Task
Please report each line of the data below that contains "enum".
────────────────────
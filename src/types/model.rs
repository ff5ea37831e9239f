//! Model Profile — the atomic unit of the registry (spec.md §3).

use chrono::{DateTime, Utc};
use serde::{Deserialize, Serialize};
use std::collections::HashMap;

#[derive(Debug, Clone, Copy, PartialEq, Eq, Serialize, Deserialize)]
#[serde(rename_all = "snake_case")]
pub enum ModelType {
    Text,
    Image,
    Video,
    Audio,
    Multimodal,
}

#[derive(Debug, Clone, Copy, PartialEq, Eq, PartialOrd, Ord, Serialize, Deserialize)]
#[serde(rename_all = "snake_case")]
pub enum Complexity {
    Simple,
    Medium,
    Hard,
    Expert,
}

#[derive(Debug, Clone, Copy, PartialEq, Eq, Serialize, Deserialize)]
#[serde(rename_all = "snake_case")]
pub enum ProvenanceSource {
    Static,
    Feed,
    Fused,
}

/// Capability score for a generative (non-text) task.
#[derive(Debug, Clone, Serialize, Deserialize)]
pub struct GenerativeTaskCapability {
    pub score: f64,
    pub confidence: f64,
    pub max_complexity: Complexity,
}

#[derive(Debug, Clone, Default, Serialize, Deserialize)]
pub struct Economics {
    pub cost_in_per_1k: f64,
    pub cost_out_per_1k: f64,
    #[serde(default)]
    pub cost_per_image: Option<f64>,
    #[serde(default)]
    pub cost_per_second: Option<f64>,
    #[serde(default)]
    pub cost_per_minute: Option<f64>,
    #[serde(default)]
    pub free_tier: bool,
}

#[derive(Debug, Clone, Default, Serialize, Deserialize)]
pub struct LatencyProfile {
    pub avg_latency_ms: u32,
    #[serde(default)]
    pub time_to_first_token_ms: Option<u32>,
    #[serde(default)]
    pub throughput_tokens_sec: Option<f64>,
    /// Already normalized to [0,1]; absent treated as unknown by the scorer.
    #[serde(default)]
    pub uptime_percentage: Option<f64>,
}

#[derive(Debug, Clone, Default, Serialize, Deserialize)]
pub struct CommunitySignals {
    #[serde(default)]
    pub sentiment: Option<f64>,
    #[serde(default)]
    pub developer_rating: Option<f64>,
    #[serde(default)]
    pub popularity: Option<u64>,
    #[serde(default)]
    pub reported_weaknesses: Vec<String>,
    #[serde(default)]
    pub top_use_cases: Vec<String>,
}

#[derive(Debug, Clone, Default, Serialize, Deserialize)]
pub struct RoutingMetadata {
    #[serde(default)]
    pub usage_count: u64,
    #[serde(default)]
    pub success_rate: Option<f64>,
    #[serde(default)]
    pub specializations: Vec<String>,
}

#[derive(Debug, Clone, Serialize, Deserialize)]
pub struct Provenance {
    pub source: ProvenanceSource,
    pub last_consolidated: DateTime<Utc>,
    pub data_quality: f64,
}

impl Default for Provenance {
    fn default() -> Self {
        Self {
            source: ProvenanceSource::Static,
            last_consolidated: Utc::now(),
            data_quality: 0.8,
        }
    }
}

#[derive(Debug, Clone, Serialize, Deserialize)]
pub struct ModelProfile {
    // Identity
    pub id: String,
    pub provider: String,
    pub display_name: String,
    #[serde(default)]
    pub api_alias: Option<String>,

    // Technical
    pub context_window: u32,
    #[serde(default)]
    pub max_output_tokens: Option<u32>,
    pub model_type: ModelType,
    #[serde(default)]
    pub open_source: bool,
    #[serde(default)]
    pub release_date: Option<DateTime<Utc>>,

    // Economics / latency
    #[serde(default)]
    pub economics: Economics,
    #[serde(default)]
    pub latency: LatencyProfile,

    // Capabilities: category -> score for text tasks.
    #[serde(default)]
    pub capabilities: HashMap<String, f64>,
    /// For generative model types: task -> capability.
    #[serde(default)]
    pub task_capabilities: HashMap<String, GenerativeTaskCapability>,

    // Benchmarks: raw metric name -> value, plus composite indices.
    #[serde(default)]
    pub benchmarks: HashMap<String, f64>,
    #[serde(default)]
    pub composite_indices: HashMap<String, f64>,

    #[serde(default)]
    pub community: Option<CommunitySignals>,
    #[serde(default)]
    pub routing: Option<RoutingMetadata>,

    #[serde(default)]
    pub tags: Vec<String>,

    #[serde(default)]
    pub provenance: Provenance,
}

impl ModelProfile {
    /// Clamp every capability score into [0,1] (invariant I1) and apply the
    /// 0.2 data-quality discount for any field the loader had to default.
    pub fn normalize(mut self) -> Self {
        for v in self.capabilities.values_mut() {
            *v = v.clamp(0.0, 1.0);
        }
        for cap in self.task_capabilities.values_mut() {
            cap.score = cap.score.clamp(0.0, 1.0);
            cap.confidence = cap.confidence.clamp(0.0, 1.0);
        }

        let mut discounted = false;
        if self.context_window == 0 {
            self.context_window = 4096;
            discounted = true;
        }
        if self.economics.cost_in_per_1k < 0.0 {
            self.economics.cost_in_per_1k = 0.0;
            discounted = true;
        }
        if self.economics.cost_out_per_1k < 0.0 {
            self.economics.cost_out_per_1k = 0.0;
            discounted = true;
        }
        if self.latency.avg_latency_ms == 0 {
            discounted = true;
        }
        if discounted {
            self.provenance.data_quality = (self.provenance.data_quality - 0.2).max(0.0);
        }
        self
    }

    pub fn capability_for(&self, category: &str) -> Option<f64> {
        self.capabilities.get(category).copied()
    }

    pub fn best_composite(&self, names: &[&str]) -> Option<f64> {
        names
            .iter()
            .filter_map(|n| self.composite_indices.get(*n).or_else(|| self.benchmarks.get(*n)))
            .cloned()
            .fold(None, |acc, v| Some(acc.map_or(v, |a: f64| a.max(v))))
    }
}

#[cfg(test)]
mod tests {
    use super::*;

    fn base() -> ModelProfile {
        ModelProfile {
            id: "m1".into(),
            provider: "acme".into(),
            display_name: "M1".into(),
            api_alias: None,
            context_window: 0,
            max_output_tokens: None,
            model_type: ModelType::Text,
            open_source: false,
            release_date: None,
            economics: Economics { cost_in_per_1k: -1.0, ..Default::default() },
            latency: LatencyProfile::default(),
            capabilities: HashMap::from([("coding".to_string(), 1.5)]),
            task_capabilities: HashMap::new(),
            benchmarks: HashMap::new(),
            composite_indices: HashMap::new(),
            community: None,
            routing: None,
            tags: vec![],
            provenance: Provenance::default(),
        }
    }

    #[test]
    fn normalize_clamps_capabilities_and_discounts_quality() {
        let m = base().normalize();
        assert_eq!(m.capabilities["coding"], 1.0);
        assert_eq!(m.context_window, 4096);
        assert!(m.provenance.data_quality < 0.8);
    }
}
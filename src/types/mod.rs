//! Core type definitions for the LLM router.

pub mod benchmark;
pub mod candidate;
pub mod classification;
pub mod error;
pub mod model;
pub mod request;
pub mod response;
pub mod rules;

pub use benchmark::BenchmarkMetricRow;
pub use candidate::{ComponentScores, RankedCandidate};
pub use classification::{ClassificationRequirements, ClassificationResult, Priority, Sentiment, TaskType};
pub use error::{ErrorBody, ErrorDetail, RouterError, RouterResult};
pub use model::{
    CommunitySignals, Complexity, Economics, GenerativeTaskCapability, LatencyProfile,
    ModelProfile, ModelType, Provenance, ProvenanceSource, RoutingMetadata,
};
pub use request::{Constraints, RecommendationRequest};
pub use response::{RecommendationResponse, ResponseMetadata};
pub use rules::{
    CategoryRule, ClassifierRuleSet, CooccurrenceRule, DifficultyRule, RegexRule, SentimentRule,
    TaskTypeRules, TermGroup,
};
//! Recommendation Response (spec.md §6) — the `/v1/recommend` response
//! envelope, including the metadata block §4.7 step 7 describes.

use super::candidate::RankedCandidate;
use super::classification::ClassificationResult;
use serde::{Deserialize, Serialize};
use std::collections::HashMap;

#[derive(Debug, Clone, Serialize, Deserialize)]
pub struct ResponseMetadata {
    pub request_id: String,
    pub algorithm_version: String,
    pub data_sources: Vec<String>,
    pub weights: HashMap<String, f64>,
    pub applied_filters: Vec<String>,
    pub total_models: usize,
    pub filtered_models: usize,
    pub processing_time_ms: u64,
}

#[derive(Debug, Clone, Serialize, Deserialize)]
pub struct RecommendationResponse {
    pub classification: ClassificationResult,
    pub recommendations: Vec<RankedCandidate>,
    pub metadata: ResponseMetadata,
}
────────────────────
Output of the exercise
pub enum ModelType {
pub enum Complexity {
pub enum ProvenanceSource {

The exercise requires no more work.